WHAT IS BEING ASKED:
Each line in the data holding "chunks" should be listed.

AVAILABLE RECORDS:
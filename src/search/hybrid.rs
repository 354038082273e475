//! Hybrid retrieval over the legal corpus.
//!
//! Strategy selection in priority order:
//!
//! 1. Exact-article fast path: resolve `<법령명> 제N조` against the
//!    catalog and fetch those chunks directly, bypassing similarity
//!    search entirely. Direct hits score 1.0.
//! 2. Filtered semantic search: embed the query and run the vector
//!    index with the metadata predicate applied before scoring.
//! 3. Explicit not-found: an exact-article query naming an unknown law
//!    returns one error-marker record and never falls through to
//!    generic search.
//!
//! Every returned record then passes through an additive enrichment
//! join against the catalog. Enrichment never filters and never
//! touches relevance scores; its failures are logged and swallowed.

use std::sync::Arc;

use serde::Deserialize;
use tracing::{debug, warn};

use super::article::parse_article_ref;
use crate::catalog::{LawInfo, MetadataCatalog, MetadataFilter};
use crate::core::record::{DataSource, SearchOutcome, SearchRecord};
use crate::embedding::Embedder;
use crate::error::EngineError;
use crate::index::{IndexedChunk, ScoredChunk, VectorIndex};

/// Default result limit.
pub const DEFAULT_LIMIT: usize = 10;
/// Hard ceiling on the result limit.
pub const MAX_LIMIT: usize = 50;

/// Optional structured parameters for one search call.
///
/// Deserialized from the team planner's tool-parameter JSON; unknown
/// fields are ignored.
#[derive(Debug, Clone, Default, Deserialize)]
pub struct SearchParams {
    /// Category bucket filter. Honored whenever supplied.
    #[serde(default)]
    pub category: Option<String>,
    /// Document-kind filter. Honored only when explicitly supplied.
    #[serde(default)]
    pub doc_type: Option<String>,
    /// Tenant-protection flag filter.
    #[serde(default)]
    pub is_tenant_protection: Option<bool>,
    /// Tax-related flag filter.
    #[serde(default)]
    pub is_tax_related: Option<bool>,
    /// Result limit, clamped to [1, 50].
    #[serde(default)]
    pub limit: Option<usize>,
}

impl SearchParams {
    fn clamped_limit(&self) -> usize {
        self.limit.unwrap_or(DEFAULT_LIMIT).clamp(1, MAX_LIMIT)
    }

    fn filter(&self) -> MetadataFilter {
        MetadataFilter::build(
            self.doc_type.as_deref(),
            self.category.as_deref(),
            self.is_tenant_protection,
            self.is_tax_related,
            true,
        )
    }
}

/// Hybrid search over catalog + vector index.
pub struct HybridLegalSearch {
    catalog: Arc<dyn MetadataCatalog>,
    index: Arc<dyn VectorIndex>,
    embedder: Arc<dyn Embedder>,
}

impl HybridLegalSearch {
    /// Creates a search engine over the given capabilities.
    #[must_use]
    pub fn new(
        catalog: Arc<dyn MetadataCatalog>,
        index: Arc<dyn VectorIndex>,
        embedder: Arc<dyn Embedder>,
    ) -> Self {
        Self {
            catalog,
            index,
            embedder,
        }
    }

    /// Answers a natural-language legal query with the best available
    /// strategy.
    ///
    /// # Errors
    ///
    /// Returns [`EngineError::Embedding`] when the query cannot be
    /// embedded (fatal for the call) and [`EngineError::Storage`] on
    /// store connectivity failure. An empty result set is success.
    pub fn search(
        &self,
        query: &str,
        params: &SearchParams,
    ) -> Result<SearchOutcome, EngineError> {
        if let Some(article) = parse_article_ref(query) {
            let chunk_ids = self
                .catalog
                .article_chunk_ids(&article.law_title, &article.article_number)?;

            if !chunk_ids.is_empty() {
                debug!(
                    law = %article.law_title,
                    article = %article.article_number,
                    chunks = chunk_ids.len(),
                    "article fast path hit"
                );
                let chunks = self.index.get(&chunk_ids)?;
                let mut records: Vec<SearchRecord> =
                    chunks.into_iter().map(direct_record).collect();
                self.enrich(&mut records);
                return Ok(SearchOutcome::success(records, DataSource::Direct, query));
            }

            if self.catalog.law_exists(&article.law_title)? {
                // Law known, article missing: semantic search scoped
                // to that law.
                debug!(
                    law = %article.law_title,
                    article = %article.article_number,
                    "article absent, falling back to scoped semantic search"
                );
                let filter = params.filter().for_law(&article.law_title);
                let mut records =
                    self.semantic(query, &filter, params.clamped_limit())?;
                self.enrich(&mut records);
                return Ok(SearchOutcome::success(records, DataSource::Semantic, query));
            }

            // Unknown law: answer explicitly, never fall through to
            // generic search.
            let record = SearchRecord::law_not_found(&article.law_title, query);
            return Ok(SearchOutcome::success(
                vec![record],
                DataSource::NotFound,
                query,
            ));
        }

        let mut records = self.semantic(query, &params.filter(), params.clamped_limit())?;
        self.enrich(&mut records);
        Ok(SearchOutcome::success(records, DataSource::Semantic, query))
    }

    fn semantic(
        &self,
        query: &str,
        filter: &MetadataFilter,
        limit: usize,
    ) -> Result<Vec<SearchRecord>, EngineError> {
        let embedding = self.embedder.encode(query)?;
        let scored = self.index.query(&embedding, filter, limit)?;
        Ok(scored.into_iter().map(semantic_record).collect())
    }

    /// Additive enrichment join: fills missing law-level fields from
    /// the catalog. Never removes records, never changes scores;
    /// lookup failures are logged and swallowed.
    fn enrich(&self, records: &mut [SearchRecord]) {
        for record in records.iter_mut() {
            match self.catalog.law_info(&record.law_title) {
                Ok(Some(info)) => apply_enrichment(record, &info),
                Ok(None) => {}
                Err(e) => {
                    warn!(law = %record.law_title, error = %e, "enrichment lookup failed");
                }
            }
        }
    }
}

fn apply_enrichment(record: &mut SearchRecord, info: &LawInfo) {
    if record.total_articles.is_none() {
        record.total_articles = info.total_articles;
    }
    if record.enforcement_date.is_none() {
        record.enforcement_date.clone_from(&info.enforcement_date);
    }
    if record.law_number.is_none() {
        record.law_number.clone_from(&info.law_number);
    }
    if record.last_article.is_none() {
        record.last_article.clone_from(&info.last_article);
    }
}

fn direct_record(chunk: IndexedChunk) -> SearchRecord {
    SearchRecord {
        doc_id: chunk.doc_id,
        law_title: chunk.meta.law_title,
        article_number: chunk.meta.article_number,
        article_title: chunk.meta.article_title,
        content: chunk.content,
        category: chunk.meta.category,
        doc_type: chunk.meta.doc_type,
        relevance_score: 1.0,
        total_articles: None,
        enforcement_date: None,
        law_number: None,
        last_article: None,
    }
}

fn semantic_record(chunk: ScoredChunk) -> SearchRecord {
    let relevance_score = chunk.relevance();
    SearchRecord {
        doc_id: chunk.doc_id,
        law_title: chunk.meta.law_title,
        article_number: chunk.meta.article_number,
        article_title: chunk.meta.article_title,
        content: chunk.content,
        category: chunk.meta.category,
        doc_type: chunk.meta.doc_type,
        relevance_score,
        total_articles: None,
        enforcement_date: None,
        law_number: None,
        last_article: None,
    }
}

OUTPUT FOR THIS EXERCISE:
//!    catalog and fetch those chunks directly, bypassing similarity
                    chunks = chunk_ids.len(),
                let chunks = self.index.get(&chunk_ids)?;
                    chunks.into_iter().map(direct_record).collect();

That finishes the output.